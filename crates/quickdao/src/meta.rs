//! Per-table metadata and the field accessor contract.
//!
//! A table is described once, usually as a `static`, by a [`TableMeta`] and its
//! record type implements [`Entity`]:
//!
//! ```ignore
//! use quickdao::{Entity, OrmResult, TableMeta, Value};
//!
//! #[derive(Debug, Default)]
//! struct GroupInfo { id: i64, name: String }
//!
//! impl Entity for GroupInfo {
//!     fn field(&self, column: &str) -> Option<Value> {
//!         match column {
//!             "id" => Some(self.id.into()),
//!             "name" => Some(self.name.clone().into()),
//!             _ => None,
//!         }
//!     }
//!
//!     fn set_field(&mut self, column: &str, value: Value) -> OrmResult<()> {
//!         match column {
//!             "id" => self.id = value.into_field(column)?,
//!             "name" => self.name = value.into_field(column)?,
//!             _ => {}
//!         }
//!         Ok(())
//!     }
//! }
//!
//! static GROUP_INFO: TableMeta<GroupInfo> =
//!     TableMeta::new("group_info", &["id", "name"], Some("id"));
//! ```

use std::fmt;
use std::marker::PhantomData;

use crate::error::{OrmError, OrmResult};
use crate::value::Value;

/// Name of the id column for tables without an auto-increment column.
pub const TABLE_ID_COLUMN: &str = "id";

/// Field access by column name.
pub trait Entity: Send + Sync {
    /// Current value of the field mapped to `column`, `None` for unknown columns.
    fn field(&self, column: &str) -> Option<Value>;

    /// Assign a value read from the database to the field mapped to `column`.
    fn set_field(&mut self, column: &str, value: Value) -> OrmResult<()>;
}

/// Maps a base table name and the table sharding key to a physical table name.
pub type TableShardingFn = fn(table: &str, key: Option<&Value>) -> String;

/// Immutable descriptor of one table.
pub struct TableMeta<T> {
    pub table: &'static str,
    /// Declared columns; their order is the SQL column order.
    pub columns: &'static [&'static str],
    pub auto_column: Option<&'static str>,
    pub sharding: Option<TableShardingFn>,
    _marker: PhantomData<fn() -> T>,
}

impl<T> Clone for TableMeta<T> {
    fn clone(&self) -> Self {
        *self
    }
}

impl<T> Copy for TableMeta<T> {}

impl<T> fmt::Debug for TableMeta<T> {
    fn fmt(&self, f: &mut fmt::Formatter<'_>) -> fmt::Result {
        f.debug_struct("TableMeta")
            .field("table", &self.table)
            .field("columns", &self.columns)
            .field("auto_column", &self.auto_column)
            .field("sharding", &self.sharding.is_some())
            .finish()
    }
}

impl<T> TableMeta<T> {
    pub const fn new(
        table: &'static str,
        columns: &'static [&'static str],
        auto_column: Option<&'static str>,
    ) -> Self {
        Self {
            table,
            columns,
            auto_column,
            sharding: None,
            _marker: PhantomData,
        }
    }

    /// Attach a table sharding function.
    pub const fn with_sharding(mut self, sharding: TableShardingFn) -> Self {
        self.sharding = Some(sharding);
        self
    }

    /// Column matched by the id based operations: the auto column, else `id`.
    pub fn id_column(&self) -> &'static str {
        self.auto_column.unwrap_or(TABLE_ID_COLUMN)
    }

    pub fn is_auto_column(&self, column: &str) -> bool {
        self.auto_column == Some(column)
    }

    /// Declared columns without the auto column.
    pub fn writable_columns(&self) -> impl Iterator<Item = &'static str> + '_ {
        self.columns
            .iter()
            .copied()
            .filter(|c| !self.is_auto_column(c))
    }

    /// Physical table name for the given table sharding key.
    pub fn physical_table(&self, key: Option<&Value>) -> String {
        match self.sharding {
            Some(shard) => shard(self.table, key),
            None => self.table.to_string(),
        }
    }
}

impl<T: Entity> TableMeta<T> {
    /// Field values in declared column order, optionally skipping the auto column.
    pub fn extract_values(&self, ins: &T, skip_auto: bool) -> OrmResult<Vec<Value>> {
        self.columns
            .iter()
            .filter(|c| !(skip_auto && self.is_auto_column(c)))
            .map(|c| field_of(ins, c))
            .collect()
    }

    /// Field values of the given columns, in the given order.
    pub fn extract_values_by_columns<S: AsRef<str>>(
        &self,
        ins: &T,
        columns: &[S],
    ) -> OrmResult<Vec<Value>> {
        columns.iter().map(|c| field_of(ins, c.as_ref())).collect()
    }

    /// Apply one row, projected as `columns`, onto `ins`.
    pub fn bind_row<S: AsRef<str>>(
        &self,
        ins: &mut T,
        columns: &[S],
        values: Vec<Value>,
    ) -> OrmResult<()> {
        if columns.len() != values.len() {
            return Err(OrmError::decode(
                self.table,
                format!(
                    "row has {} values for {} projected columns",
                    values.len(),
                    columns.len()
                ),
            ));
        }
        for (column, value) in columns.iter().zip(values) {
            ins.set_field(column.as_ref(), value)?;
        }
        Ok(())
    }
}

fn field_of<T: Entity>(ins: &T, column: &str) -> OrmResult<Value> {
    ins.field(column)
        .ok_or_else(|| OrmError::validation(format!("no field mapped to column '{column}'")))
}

→ ABOUT THIS EXERCISE
Copy all lines above where "Entity" is present.

→ THE COMPLETED TASK
//! record type implements [`Entity`]:
//! use quickdao::{Entity, OrmResult, TableMeta, Value};
//! impl Entity for GroupInfo {
pub trait Entity: Send + Sync {
impl<T: Entity> TableMeta<T> {
fn field_of<T: Entity>(ins: &T, column: &str) -> OrmResult<Value> {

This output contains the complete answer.